Juntamente com este, há que integrar um segundo elemento, de natureza mais espiritual. A primeira leitura deste dia fala-nos de um rei messiânico que salva o seu povo na humildade e na mansidão. No século IV a.C., o tempo de Zacarias, a monarquia davídica já tinha desaparecido. Curiosamente, é a partir disso que se faz um anúncio inusitado: vai chegar um rei salvador, descrito como um não-rei. De facto, enquanto os reis se confundem com poder e exércitos, riqueza e vontade arbitrária, esta figura bíblica identifica-se com o justo ou o “salvo” que vem justificar e salvar o povo mediante a introdução, na realidade da vida, de outros critérios e formas de atuação. É o humilde e desprovido de força, o desarmado, que edifica a paz e a harmonia social e, assim, adquire a estima do seu povo porque destrói «os carros de combate de Efraim e os cavalos de guerra de Jerusalém, quebra o arco de guerra, anuncia a paz às nações e domina de um mar ao outro mar, do rio até aos confins da terra» (Zac 9, 10). Liberta a pessoa daquele medo que a leva a armar-se até aos dentes, a refugiar-se na fortaleza da sua interioridade sem preocupações sociais ou a ver os outros como inimigos a abater.

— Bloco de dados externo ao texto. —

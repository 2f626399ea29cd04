//! Cipher-suite registry and the TO2 tunnel codec.
//!
//! Every encrypted TO2 payload is a `COSE_Encrypt0` (tag 16). For
//! encrypt-then-MAC suites the Encrypt0 is wrapped in a `COSE_Mac0`
//! (tag 17) keyed with SVK, covering the full MAC_structure over the
//! serialized Encrypt0. IV policy follows the FDO registry:
//!
//! - GCM/CCM/CBC: fresh random IV per message, carried in the
//!   unprotected `IV` header.
//! - CTR: a 12-byte per-side nonce chosen at session start plus a 32-bit
//!   big-endian counter, persisted across messages. Counter exhaustion
//!   tears the session down rather than reusing a keystream.
//!
//! Any decryption failure surfaces as the same opaque error.

use aes::{Aes128, Aes192, Aes256};
use aes_gcm::aead::{Aead, KeyInit, Payload};
use aes_gcm::{Aes128Gcm, Aes256Gcm, AesGcm};
use ccm::Ccm;
use ccm::consts::{U7, U12, U16};
use cipher::block_padding::Pkcs7;
use cipher::{BlockDecryptMut, BlockEncryptMut, KeyIvInit, StreamCipher};
use coset::{
    CborSerializable, CoseEncrypt0, CoseEncrypt0Builder, CoseMac0, CoseMac0Builder, Header,
    TaggedCborSerializable, iana,
};
use hmac::{Hmac, Mac};
use rand::RngCore;
use rand::rngs::OsRng;
use serde::de::Error as _;
use serde::{Deserialize, Deserializer, Serialize, Serializer};
use sha2::{Sha256, Sha384};
use subtle::ConstantTimeEq;

use crate::error::{CryptoError, CryptoResult};
use crate::hash::HashAlg;
use crate::kex::SessionKeys;

type Aes192Gcm = AesGcm<Aes192, U12>;
type Ccm64Aes128 = Ccm<Aes128, U16, U7>;
type Ccm64Aes256 = Ccm<Aes256, U16, U7>;
type Aes128Ctr = ctr::Ctr32BE<Aes128>;
type Aes256Ctr = ctr::Ctr32BE<Aes256>;
type Aes128CbcEnc = cbc::Encryptor<Aes128>;
type Aes128CbcDec = cbc::Decryptor<Aes128>;
type Aes256CbcEnc = cbc::Encryptor<Aes256>;
type Aes256CbcDec = cbc::Decryptor<Aes256>;

/// Negotiable TO2 cipher suites.
#[derive(Debug, Clone, Copy, PartialEq, Eq, Hash)]
pub enum CipherSuite {
    /// AES-128-GCM.
    A128Gcm,
    /// AES-192-GCM.
    A192Gcm,
    /// AES-256-GCM.
    A256Gcm,
    /// AES-CCM with 8-byte length field, 128-bit tag, 128-bit key.
    AesCcm64_128_128,
    /// AES-CCM with 8-byte length field, 128-bit tag, 256-bit key.
    AesCcm64_128_256,
    /// AES-128-CTR + HMAC-SHA-256.
    Aes128Ctr,
    /// AES-128-CBC (PKCS#7) + HMAC-SHA-256.
    Aes128Cbc,
    /// AES-256-CTR + HMAC-SHA-384.
    Aes256Ctr,
    /// AES-256-CBC (PKCS#7) + HMAC-SHA-384.
    Aes256Cbc,
}

impl CipherSuite {
    /// Numeric registry identifier.
    #[must_use]
    pub const fn id(self) -> i64 {
        match self {
            Self::A128Gcm => 1,
            Self::A192Gcm => 2,
            Self::A256Gcm => 3,
            Self::AesCcm64_128_128 => 32,
            Self::AesCcm64_128_256 => 33,
            Self::Aes128Cbc => -17_760_703,
            Self::Aes128Ctr => -17_760_704,
            Self::Aes256Cbc => -17_760_705,
            Self::Aes256Ctr => -17_760_706,
        }
    }

    /// Convert from a numeric identifier.
    ///
    /// # Errors
    /// Returns `CryptoError::DeprecatedSuite` for the withdrawn
    /// AES-CCM-16 identifiers (30, 31) and `UnsupportedAlgorithm` for
    /// anything else unknown.
    pub fn try_from_id(id: i64) -> CryptoResult<Self> {
        match id {
            1 => Ok(Self::A128Gcm),
            2 => Ok(Self::A192Gcm),
            3 => Ok(Self::A256Gcm),
            30 | 31 => Err(CryptoError::DeprecatedSuite(id)),
            32 => Ok(Self::AesCcm64_128_128),
            33 => Ok(Self::AesCcm64_128_256),
            -17_760_703 => Ok(Self::Aes128Cbc),
            -17_760_704 => Ok(Self::Aes128Ctr),
            -17_760_705 => Ok(Self::Aes256Cbc),
            -17_760_706 => Ok(Self::Aes256Ctr),
            other => Err(CryptoError::UnsupportedAlgorithm(format!(
                "cipher suite {other}"
            ))),
        }
    }

    /// Registry name, as used in configuration files.
    #[must_use]
    pub const fn name(self) -> &'static str {
        match self {
            Self::A128Gcm => "A128GCM",
            Self::A192Gcm => "A192GCM",
            Self::A256Gcm => "A256GCM",
            Self::AesCcm64_128_128 => "AES-CCM-64-128-128",
            Self::AesCcm64_128_256 => "AES-CCM-64-128-256",
            Self::Aes128Cbc => "COSEAES128CBC",
            Self::Aes128Ctr => "COSEAES128CTR",
            Self::Aes256Cbc => "COSEAES256CBC",
            Self::Aes256Ctr => "COSEAES256CTR",
        }
    }

    /// Whether the suite is authenticated encryption (no companion MAC).
    #[must_use]
    pub const fn is_ae(self) -> bool {
        matches!(
            self,
            Self::A128Gcm
                | Self::A192Gcm
                | Self::A256Gcm
                | Self::AesCcm64_128_128
                | Self::AesCcm64_128_256
        )
    }

    /// Session encryption key length in bytes.
    #[must_use]
    pub const fn sek_len(self) -> usize {
        match self {
            Self::A128Gcm | Self::AesCcm64_128_128 | Self::Aes128Ctr | Self::Aes128Cbc => 16,
            Self::A192Gcm => 24,
            Self::A256Gcm | Self::AesCcm64_128_256 | Self::Aes256Ctr | Self::Aes256Cbc => 32,
        }
    }

    /// Session verification key length in bytes (0 for AE suites).
    #[must_use]
    pub const fn svk_len(self) -> usize {
        match self.mac_alg() {
            None => 0,
            Some(HashAlg::HmacSha256) => 32,
            Some(_) => 48,
        }
    }

    /// The companion MAC algorithm for encrypt-then-MAC suites.
    #[must_use]
    pub const fn mac_alg(self) -> Option<HashAlg> {
        match self {
            Self::Aes128Ctr | Self::Aes128Cbc => Some(HashAlg::HmacSha256),
            Self::Aes256Ctr | Self::Aes256Cbc => Some(HashAlg::HmacSha384),
            _ => None,
        }
    }

    /// PRF hash used by the key-exchange KDF for this suite.
    #[must_use]
    pub const fn prf_hash(self) -> HashAlg {
        match self {
            Self::Aes256Ctr | Self::Aes256Cbc => HashAlg::HmacSha384,
            _ => HashAlg::HmacSha256,
        }
    }

    const fn iv_len(self) -> usize {
        match self {
            Self::AesCcm64_128_128 | Self::AesCcm64_128_256 => 7,
            Self::A128Gcm | Self::A192Gcm | Self::A256Gcm => 12,
            _ => 16,
        }
    }

    fn enc_algorithm(self) -> coset::Algorithm {
        use coset::RegisteredLabelWithPrivate::{Assigned, PrivateUse};
        match self {
            Self::A128Gcm => Assigned(iana::Algorithm::A128GCM),
            Self::A192Gcm => Assigned(iana::Algorithm::A192GCM),
            Self::A256Gcm => Assigned(iana::Algorithm::A256GCM),
            Self::AesCcm64_128_128 => Assigned(iana::Algorithm::AES_CCM_64_128_128),
            Self::AesCcm64_128_256 => Assigned(iana::Algorithm::AES_CCM_64_128_256),
            other => PrivateUse(other.id()),
        }
    }

    fn mac_algorithm(self) -> Option<coset::Algorithm> {
        use coset::RegisteredLabelWithPrivate::Assigned;
        match self.mac_alg() {
            Some(HashAlg::HmacSha256) => Some(Assigned(iana::Algorithm::HMAC_256_256)),
            Some(_) => Some(Assigned(iana::Algorithm::HMAC_384_384)),
            None => None,
        }
    }
}

impl Serialize for CipherSuite {
    fn serialize<S: Serializer>(&self, serializer: S) -> Result<S::Ok, S::Error> {
        serializer.serialize_i64(self.id())
    }
}

impl<'de> Deserialize<'de> for CipherSuite {
    fn deserialize<D: Deserializer<'de>>(deserializer: D) -> Result<Self, D::Error> {
        let id = i64::deserialize(deserializer)?;
        Self::try_from_id(id).map_err(D::Error::custom)
    }
}

/// One side's tunnel state: suite, keys, and CTR IV bookkeeping.
#[derive(Clone, Serialize, Deserialize)]
pub struct SessionCrypto {
    suite: CipherSuite,
    keys: SessionKeys,
    #[serde(with = "serde_bytes")]
    ctr_nonce: Vec<u8>,
    ctr_counter: u32,
}

impl SessionCrypto {
    /// Create tunnel state from derived keys, picking this side's CTR
    /// nonce.
    ///
    /// # Errors
    /// Returns `InvalidKeyLength` if the keys do not match the suite.
    pub fn new(suite: CipherSuite, keys: SessionKeys) -> CryptoResult<Self> {
        if keys.sek.len() != suite.sek_len() {
            return Err(CryptoError::InvalidKeyLength {
                expected: suite.sek_len(),
                actual: keys.sek.len(),
            });
        }
        if keys.svk.len() != suite.svk_len() {
            return Err(CryptoError::InvalidKeyLength {
                expected: suite.svk_len(),
                actual: keys.svk.len(),
            });
        }
        let mut ctr_nonce = vec![0u8; 12];
        OsRng.fill_bytes(&mut ctr_nonce);
        Ok(Self {
            suite,
            keys,
            ctr_nonce,
            ctr_counter: 0,
        })
    }

    /// The negotiated suite.
    #[must_use]
    pub const fn suite(&self) -> CipherSuite {
        self.suite
    }

    /// Encrypt a message payload into encoded COSE bytes.
    ///
    /// # Errors
    /// Returns `EncryptFailed` on backend failure and `CounterExhausted`
    /// when the CTR counter would wrap.
    pub fn encrypt(&mut self, plaintext: &[u8]) -> CryptoResult<Vec<u8>> {
        let iv = self.next_iv(plaintext.len())?;

        let protected = Header {
            alg: Some(self.suite.enc_algorithm()),
            ..Default::default()
        };
        let unprotected = Header {
            iv: iv.clone(),
            ..Default::default()
        };

        let sek = self.keys.sek.clone();
        let suite = self.suite;
        let encrypt0 = CoseEncrypt0Builder::new()
            .protected(protected)
            .unprotected(unprotected)
            .try_create_ciphertext(plaintext, &[], |pt, aad| seal(suite, &sek, &iv, pt, aad))?
            .build();
        let encoded = encrypt0
            .to_tagged_vec()
            .map_err(|_| CryptoError::EncryptFailed)?;

        let Some(mac_algorithm) = self.suite.mac_algorithm() else {
            return Ok(encoded);
        };

        let svk = self.keys.svk.clone();
        let mac_alg = self.suite.mac_alg().unwrap_or(HashAlg::HmacSha256);
        let mac0 = CoseMac0Builder::new()
            .protected(Header {
                alg: Some(mac_algorithm),
                ..Default::default()
            })
            .payload(encoded)
            .try_create_tag(&[], |data| compute_mac(mac_alg, &svk, data))?
            .build();
        mac0.to_tagged_vec().map_err(|_| CryptoError::EncryptFailed)
    }

    /// Decrypt encoded COSE bytes into the message payload.
    ///
    /// All failures (structure, MAC, tag, padding) surface as the same
    /// opaque error.
    ///
    /// # Errors
    /// Returns `DecryptFailed`.
    pub fn decrypt(&mut self, data: &[u8]) -> CryptoResult<Vec<u8>> {
        let encrypt0_bytes = if self.suite.is_ae() {
            data.to_vec()
        } else {
            let mac0 = CoseMac0::from_tagged_slice(data)
                .or_else(|_| CoseMac0::from_slice(data))
                .map_err(|_| CryptoError::DecryptFailed)?;
            let mac_alg = self.suite.mac_alg().unwrap_or(HashAlg::HmacSha256);
            let svk = self.keys.svk.clone();
            mac0.verify_tag(&[], |tag, data| {
                let computed = compute_mac(mac_alg, &svk, data)?;
                if bool::from(computed.ct_eq(tag)) {
                    Ok(())
                } else {
                    Err(CryptoError::DecryptFailed)
                }
            })
            .map_err(|_| CryptoError::DecryptFailed)?;
            mac0.payload.ok_or(CryptoError::DecryptFailed)?
        };

        let encrypt0 = CoseEncrypt0::from_tagged_slice(&encrypt0_bytes)
            .or_else(|_| CoseEncrypt0::from_slice(&encrypt0_bytes))
            .map_err(|_| CryptoError::DecryptFailed)?;

        let iv = encrypt0.unprotected.iv.clone();
        if iv.len() != self.suite.iv_len() {
            return Err(CryptoError::DecryptFailed);
        }

        let sek = self.keys.sek.clone();
        let suite = self.suite;
        encrypt0
            .decrypt(&[], |ct, aad| open(suite, &sek, &iv, ct, aad))
            .map_err(|_| CryptoError::DecryptFailed)
    }

    /// Produce the IV for the next outgoing message, advancing CTR state.
    fn next_iv(&mut self, plaintext_len: usize) -> CryptoResult<Vec<u8>> {
        match self.suite {
            CipherSuite::Aes128Ctr | CipherSuite::Aes256Ctr => {
                let mut iv = self.ctr_nonce.clone();
                iv.extend_from_slice(&self.ctr_counter.to_be_bytes());
                let blocks =
                    u32::try_from(plaintext_len.div_ceil(16)).map_err(|_| CryptoError::EncryptFailed)?;
                self.ctr_counter = self
                    .ctr_counter
                    .checked_add(blocks)
                    .ok_or(CryptoError::CounterExhausted)?;
                Ok(iv)
            }
            _ => {
                let mut iv = vec![0u8; self.suite.iv_len()];
                OsRng.fill_bytes(&mut iv);
                Ok(iv)
            }
        }
    }
}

O retrato que o profeta faz é o de Jesus de Nazaré, de cujo ministério ordenado nós participamos. É a partir da sua ternura e serenidade, da sua liberdade e ausência de medos, do acolhimento de todos e da alegria contagiante que se opera a força da salvação. Salva porque é portador de uma compreensão da vida e dos valores muito diferente, ou até contraditória, dos que têm de ser salvos. É esta diferença positiva que O leva a agradecer ao «Pai, Senhor do céu e da terra, porque esconde estas verdades aos sábios e inteligentes e as revela aos simples» (Mt 11, 25). Se vivermos estas atitudes do Senhor, o tal burnout desaparece e a Igreja edifica-se na tranquilidade e na paz, na alegria e na esperança, tónicas que nos vão acompanhar no próximo Plano Pastoral Diocesano, logos após a tão ansiada Jornada Mundial da Juventude.
E nunca rastejeis, mas cultivai uma sadia utopia. Aquela de que nos fala o escritor uruguaio Eduardo Galeano: «A utopia é como o horizonte: ando dois passos e ele afasta-se dois passos; ando dez passos e ele afasta-se dez passos. O horizonte é inalcançável. Então, para que serve a utopia? Para isso: é preciso continuar caminhando».
Caminhai rumo ao Reino de Deus, pátria da Igreja e realidade onde se visualizam os valores e critérios do Senhor que vem ao nosso encontro. Ele vos ajude por intermédio da sua e nossa Mãe, a Virgem Senhora da Vandoma.